| Your instructions |
Report every line of the records beneath this task that holds the string "instrument".

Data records
━━━
//! reqwest-backed transport.
//!
//! One [`ReqwestNetwork`] is created per engine and shared by every network
//! worker, so connections are pooled across requests.

use std::time::Duration;

use futures_util::stream::{self, StreamExt};
use reqwest::Client;
use tracing::{debug, instrument};

use super::{HttpRequest, Network, RawResponse};
use crate::error::RequestError;
use crate::user_agent;

/// Default HTTP connect timeout (30 seconds).
pub const CONNECT_TIMEOUT_SECS: u64 = 30;

/// Production [`Network`] over a pooled `reqwest::Client`.
///
/// The attempt timeout carried by each [`HttpRequest`] bounds the wait for
/// response headers and, separately, the wait for every body chunk. A large
/// download therefore only times out when the server stalls.
///
/// # Example
///
/// ```no_run
/// use fetchq_core::network::ReqwestNetwork;
///
/// # fn example() -> Result<(), reqwest::Error> {
/// let network = ReqwestNetwork::new(30, None)?;
/// # Ok(())
/// # }
/// ```
#[derive(Debug, Clone)]
pub struct ReqwestNetwork {
    client: Client,
}

impl ReqwestNetwork {
    /// Creates a transport with the given connect timeout and User-Agent.
    ///
    /// # Errors
    ///
    /// Returns the builder error when the TLS backend or system proxy
    /// configuration cannot be loaded.
    pub fn new(
        connect_timeout_secs: u64,
        user_agent: Option<&str>,
    ) -> Result<Self, reqwest::Error> {
        let user_agent = user_agent.map_or_else(user_agent::default_user_agent, str::to_string);
        let client = Client::builder()
            .connect_timeout(Duration::from_secs(connect_timeout_secs))
            .gzip(true)
            .user_agent(user_agent)
            .build()?;
        Ok(Self { client })
    }

    /// Wraps an existing client.
    #[must_use]
    pub fn with_client(client: Client) -> Self {
        Self { client }
    }

    /// Returns the underlying client.
    #[must_use]
    pub fn inner(&self) -> &Client {
        &self.client
    }
}

#[async_trait::async_trait]
impl Network for ReqwestNetwork {
    #[instrument(level = "debug", skip(self, request), fields(method = %request.method, url = %request.url))]
    async fn perform(&self, request: &HttpRequest) -> Result<RawResponse, RequestError> {
        let mut builder = self
            .client
            .request(request.method.clone(), &request.url)
            .headers(request.headers.clone());
        if let Some(body) = &request.body {
            builder = builder.body(body.clone());
        }

        let response = match tokio::time::timeout(request.timeout, builder.send()).await {
            Ok(Ok(response)) => response,
            Ok(Err(error)) => return Err(map_reqwest_error(&request.url, error)),
            Err(_) => return Err(RequestError::timeout(&request.url)),
        };

        let status = response.status().as_u16();
        let headers = response.headers().clone();
        debug!(status, "response headers received");

        let chunks = Box::pin(response.bytes_stream());
        let url = request.url.clone();
        let timeout = request.timeout;
        let body = stream::unfold(
            (chunks, url, timeout),
            |(mut chunks, url, timeout)| async move {
                let item = match tokio::time::timeout(timeout, chunks.next()).await {
                    Ok(None) => return None,
                    Ok(Some(Ok(chunk))) => Ok(chunk),
                    Ok(Some(Err(error))) => Err(map_reqwest_error(&url, error)),
                    Err(_) => Err(RequestError::timeout(&url)),
                };
                Some((item, (chunks, url, timeout)))
            },
        )
        .boxed();

        Ok(RawResponse::new(status, headers, body))
    }
}

fn map_reqwest_error(url: &str, error: reqwest::Error) -> RequestError {
    if error.is_timeout() {
        RequestError::timeout(url)
    } else {
        RequestError::network(url, error)
    }
}
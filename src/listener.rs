//! Lifecycle callbacks for a request.
//!
//! Every method has an empty default, so an implementor overrides only the
//! events it cares about. All callbacks run on the delivery context, never on
//! a worker.

use crate::error::RequestError;

/// Receives the lifecycle events of one request.
///
/// `on_pre_execute`, `on_cancel` and `on_finish` fire at most once per
/// request. `on_success` and `on_error` may both fire for one request when a
/// stale cache hit is delivered before the refreshing network result.
pub trait Listener<T>: Send + Sync {
    /// The request was taken by a worker.
    fn on_pre_execute(&self) {}

    /// The request is about to go to the network.
    fn on_networking(&self) {}

    /// The result came from a cache tier.
    fn on_used_cache(&self) {}

    /// A failed attempt is being retried.
    fn on_retry(&self) {}

    /// A parsed result is available.
    fn on_success(&self, _response: T) {}

    /// The request failed.
    fn on_error(&self, _error: RequestError) {}

    /// The request was cancelled.
    fn on_cancel(&self) {}

    /// The request reached a terminal state.
    fn on_finish(&self) {}

    /// Transfer progress, in bytes.
    fn on_progress_change(&self, _file_size: u64, _downloaded: u64) {}
}

/// Lifecycle events that carry no payload.
#[derive(Debug, Clone, Copy, PartialEq, Eq)]
pub(crate) enum Signal {
    PreExecute,
    Networking,
    UsedCache,
    Retry,
    Cancel,
    Finish,
    Progress { total: u64, done: u64 },
}

impl Signal {
    /// Invokes the listener method matching this signal.
    pub(crate) fn notify<T>(self, listener: &dyn Listener<T>) {
        match self {
            Self::PreExecute => listener.on_pre_execute(),
            Self::Networking => listener.on_networking(),
            Self::UsedCache => listener.on_used_cache(),
            Self::Retry => listener.on_retry(),
            Self::Cancel => listener.on_cancel(),
            Self::Finish => listener.on_finish(),
            Self::Progress { total, done } => listener.on_progress_change(total, done),
        }
    }
}
impl<T> Request<T> {
    /// Scheduling metadata.
    #[must_use]
    pub fn core(&self) -> &RequestCore {
        &self.core
    }

    /// Request URL.
    #[must_use]
    pub fn url(&self) -> &str {
        self.core.url()
    }

    /// Scheduling priority.
    #[must_use]
    pub fn priority(&self) -> Priority {
        self.core.priority()
    }

    /// Sequence number assigned at admission.
    #[must_use]
    pub fn sequence(&self) -> Option<u64> {
        self.core.sequence()
    }

    /// Marks the request cancelled.
    pub fn cancel(&self) {
        self.core.cancel();
    }

    /// True once cancelled.
    #[must_use]
    pub fn is_cancelled(&self) -> bool {
        self.core.is_cancelled()
    }

    /// Delivers a lifecycle signal to the listener, honoring once-only signals.
    pub(crate) fn deliver_signal(&self, signal: Signal) {
        if !self.core.claim(signal) {
            return;
        }
        if let Some(listener) = &self.listener {
            signal.notify(listener.as_ref());
        }
    }

    pub(crate) fn deliver_result(&self, result: Result<T, RequestError>) {
        let Some(listener) = &self.listener else {
            return;
        };
        match result {
            Ok(value) => listener.on_success(value),
            Err(error) => listener.on_error(error),
        }
    }
}

/// Builder for [`Request`].
pub struct RequestBuilder<T> {
    method: Method,
    url: String,
    headers: HeaderMap,
    body: Option<Bytes>,
    priority: Option<Priority>,
    tag: Option<String>,
    cache_key: Option<String>,
    cache_sequence: Vec<TierId>,
    cache_ttl: Option<Duration>,
    cache_refresh_after: Option<Duration>,
    retry_policy: Option<RetryPolicy>,
    cancel: Option<CancellationToken>,
    strategy: Box<dyn RequestStrategy<Output = T>>,
    listener: Option<Arc<dyn Listener<T>>>,
}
━━━
| Result of the exercise |
use tracing::{debug, instrument};
    #[instrument(level = "debug", skip(self, request), fields(method = %request.method, url = %request.url))]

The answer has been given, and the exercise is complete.